Among the entries below, find the lines with the word "Errors" and copy them.
>>>>
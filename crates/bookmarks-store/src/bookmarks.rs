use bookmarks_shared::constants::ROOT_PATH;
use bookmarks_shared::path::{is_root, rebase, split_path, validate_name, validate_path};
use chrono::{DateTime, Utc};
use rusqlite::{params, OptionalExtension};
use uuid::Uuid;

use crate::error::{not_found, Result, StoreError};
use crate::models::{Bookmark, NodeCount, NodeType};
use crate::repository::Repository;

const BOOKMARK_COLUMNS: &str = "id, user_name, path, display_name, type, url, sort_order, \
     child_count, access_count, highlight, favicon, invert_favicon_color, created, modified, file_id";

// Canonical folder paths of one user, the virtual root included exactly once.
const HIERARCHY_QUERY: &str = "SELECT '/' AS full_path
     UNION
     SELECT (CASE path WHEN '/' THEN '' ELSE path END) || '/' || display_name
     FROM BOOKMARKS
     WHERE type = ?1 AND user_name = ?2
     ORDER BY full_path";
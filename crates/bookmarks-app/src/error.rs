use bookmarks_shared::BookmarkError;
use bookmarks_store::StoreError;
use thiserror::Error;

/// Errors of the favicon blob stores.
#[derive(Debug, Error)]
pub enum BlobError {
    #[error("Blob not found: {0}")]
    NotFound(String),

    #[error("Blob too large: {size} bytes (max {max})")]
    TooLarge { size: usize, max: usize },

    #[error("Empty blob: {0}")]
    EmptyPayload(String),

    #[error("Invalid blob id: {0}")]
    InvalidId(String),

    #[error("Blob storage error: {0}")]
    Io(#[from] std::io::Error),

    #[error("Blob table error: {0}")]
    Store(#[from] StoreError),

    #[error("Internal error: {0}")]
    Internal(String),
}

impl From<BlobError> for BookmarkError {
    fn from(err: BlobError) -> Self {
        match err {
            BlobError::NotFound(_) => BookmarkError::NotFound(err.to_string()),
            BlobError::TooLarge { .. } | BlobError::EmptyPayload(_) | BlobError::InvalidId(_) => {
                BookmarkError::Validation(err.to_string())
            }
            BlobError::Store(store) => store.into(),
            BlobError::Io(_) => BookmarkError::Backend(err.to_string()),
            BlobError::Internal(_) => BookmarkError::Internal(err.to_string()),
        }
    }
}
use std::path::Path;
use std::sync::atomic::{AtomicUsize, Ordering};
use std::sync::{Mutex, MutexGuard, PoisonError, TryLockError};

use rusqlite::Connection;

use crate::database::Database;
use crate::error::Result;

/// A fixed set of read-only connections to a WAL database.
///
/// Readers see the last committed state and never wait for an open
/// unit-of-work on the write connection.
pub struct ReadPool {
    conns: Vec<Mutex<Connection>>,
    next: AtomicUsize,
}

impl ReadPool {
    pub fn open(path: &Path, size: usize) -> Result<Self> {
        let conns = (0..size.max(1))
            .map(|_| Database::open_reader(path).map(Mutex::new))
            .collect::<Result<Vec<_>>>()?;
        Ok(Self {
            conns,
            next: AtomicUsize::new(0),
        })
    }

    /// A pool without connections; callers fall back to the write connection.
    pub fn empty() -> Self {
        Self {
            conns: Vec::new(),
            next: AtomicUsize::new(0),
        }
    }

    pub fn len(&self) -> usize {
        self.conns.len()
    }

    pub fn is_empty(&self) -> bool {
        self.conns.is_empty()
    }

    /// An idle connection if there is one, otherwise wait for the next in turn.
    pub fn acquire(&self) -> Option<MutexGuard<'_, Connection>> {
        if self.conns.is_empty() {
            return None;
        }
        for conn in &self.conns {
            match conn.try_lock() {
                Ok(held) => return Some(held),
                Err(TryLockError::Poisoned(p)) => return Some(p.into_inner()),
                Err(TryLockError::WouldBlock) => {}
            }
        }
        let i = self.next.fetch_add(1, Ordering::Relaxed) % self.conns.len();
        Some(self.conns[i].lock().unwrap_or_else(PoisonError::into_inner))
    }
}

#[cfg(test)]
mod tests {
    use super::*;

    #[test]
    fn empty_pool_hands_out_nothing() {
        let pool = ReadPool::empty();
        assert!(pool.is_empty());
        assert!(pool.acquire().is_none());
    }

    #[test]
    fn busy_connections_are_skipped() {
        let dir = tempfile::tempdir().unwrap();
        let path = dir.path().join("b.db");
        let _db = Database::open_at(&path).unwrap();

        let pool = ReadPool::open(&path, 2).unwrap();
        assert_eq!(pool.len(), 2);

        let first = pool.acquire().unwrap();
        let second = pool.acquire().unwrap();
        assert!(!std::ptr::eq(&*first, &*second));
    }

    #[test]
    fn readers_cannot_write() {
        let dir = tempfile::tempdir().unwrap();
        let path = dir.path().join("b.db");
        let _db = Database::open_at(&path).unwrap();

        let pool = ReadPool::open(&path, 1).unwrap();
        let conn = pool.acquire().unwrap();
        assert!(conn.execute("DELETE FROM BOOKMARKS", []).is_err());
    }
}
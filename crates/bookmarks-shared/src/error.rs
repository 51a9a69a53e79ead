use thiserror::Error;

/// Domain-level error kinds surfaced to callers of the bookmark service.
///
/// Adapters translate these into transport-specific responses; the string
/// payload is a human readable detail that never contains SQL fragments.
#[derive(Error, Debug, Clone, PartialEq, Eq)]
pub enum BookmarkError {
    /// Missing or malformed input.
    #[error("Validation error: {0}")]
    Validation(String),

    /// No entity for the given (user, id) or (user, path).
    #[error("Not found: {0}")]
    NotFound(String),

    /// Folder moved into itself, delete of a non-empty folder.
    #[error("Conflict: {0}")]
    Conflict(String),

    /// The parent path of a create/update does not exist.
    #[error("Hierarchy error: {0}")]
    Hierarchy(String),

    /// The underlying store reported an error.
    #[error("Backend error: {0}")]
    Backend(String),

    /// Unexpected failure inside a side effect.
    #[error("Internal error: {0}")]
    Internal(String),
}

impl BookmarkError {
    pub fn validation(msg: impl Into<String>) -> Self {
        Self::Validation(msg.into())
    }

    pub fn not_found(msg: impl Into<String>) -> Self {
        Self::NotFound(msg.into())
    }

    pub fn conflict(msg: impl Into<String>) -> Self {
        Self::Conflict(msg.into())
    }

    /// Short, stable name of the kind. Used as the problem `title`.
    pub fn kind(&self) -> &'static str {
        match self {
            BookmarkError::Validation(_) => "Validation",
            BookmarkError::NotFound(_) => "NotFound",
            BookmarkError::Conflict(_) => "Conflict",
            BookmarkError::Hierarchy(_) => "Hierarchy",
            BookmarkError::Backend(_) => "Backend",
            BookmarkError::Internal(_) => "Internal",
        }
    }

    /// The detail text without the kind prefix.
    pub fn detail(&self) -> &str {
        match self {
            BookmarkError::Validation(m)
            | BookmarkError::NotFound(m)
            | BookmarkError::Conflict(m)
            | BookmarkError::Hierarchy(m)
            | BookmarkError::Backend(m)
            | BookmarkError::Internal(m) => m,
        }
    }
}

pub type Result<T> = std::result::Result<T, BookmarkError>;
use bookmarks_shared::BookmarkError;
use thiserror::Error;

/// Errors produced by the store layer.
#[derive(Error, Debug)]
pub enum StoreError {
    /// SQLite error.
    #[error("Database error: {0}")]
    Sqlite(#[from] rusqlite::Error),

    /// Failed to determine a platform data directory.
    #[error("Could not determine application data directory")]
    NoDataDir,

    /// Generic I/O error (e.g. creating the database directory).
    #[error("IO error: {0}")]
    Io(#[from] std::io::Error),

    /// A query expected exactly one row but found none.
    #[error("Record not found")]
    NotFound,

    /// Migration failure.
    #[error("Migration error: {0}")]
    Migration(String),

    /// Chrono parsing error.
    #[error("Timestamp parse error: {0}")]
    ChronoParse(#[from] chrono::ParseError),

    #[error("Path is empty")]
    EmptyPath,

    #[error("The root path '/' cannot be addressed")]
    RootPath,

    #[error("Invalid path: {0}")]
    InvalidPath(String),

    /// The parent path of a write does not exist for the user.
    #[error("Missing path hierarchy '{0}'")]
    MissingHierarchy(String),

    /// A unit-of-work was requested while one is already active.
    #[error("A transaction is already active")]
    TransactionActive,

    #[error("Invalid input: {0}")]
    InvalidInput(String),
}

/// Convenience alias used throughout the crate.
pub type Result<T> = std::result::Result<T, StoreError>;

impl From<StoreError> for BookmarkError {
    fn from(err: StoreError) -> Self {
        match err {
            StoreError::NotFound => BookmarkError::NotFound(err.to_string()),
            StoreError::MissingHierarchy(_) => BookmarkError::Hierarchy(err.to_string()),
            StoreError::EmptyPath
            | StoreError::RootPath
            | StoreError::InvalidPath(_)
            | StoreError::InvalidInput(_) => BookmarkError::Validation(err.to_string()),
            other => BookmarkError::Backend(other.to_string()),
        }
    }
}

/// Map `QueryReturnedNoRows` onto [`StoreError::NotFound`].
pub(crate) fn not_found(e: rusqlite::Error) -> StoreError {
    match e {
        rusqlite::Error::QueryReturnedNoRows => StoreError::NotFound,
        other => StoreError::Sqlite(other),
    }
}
<<<<
>>>>
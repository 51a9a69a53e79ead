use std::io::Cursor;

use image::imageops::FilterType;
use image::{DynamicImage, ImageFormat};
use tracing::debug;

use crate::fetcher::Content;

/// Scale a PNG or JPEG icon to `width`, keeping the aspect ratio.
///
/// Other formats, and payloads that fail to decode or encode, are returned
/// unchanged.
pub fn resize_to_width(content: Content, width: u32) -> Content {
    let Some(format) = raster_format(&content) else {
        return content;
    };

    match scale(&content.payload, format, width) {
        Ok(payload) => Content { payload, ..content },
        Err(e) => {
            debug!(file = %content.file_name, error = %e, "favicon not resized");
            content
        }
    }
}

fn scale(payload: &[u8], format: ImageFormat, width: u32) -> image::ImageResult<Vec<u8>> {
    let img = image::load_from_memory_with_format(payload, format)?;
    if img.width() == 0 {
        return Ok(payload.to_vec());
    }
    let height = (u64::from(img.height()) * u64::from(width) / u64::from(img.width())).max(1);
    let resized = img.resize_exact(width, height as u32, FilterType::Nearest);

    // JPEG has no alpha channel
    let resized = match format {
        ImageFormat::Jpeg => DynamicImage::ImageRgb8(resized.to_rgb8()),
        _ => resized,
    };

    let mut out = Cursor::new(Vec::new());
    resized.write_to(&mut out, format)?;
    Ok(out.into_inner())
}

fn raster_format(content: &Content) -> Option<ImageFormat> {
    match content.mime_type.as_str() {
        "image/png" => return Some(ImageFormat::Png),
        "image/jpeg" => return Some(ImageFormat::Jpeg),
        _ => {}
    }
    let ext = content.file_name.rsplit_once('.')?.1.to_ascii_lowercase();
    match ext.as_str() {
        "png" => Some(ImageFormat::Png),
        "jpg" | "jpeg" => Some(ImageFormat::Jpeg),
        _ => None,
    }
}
<<<<
» Response area:
/// Errors of the favicon blob stores.
/// Errors produced by the store layer.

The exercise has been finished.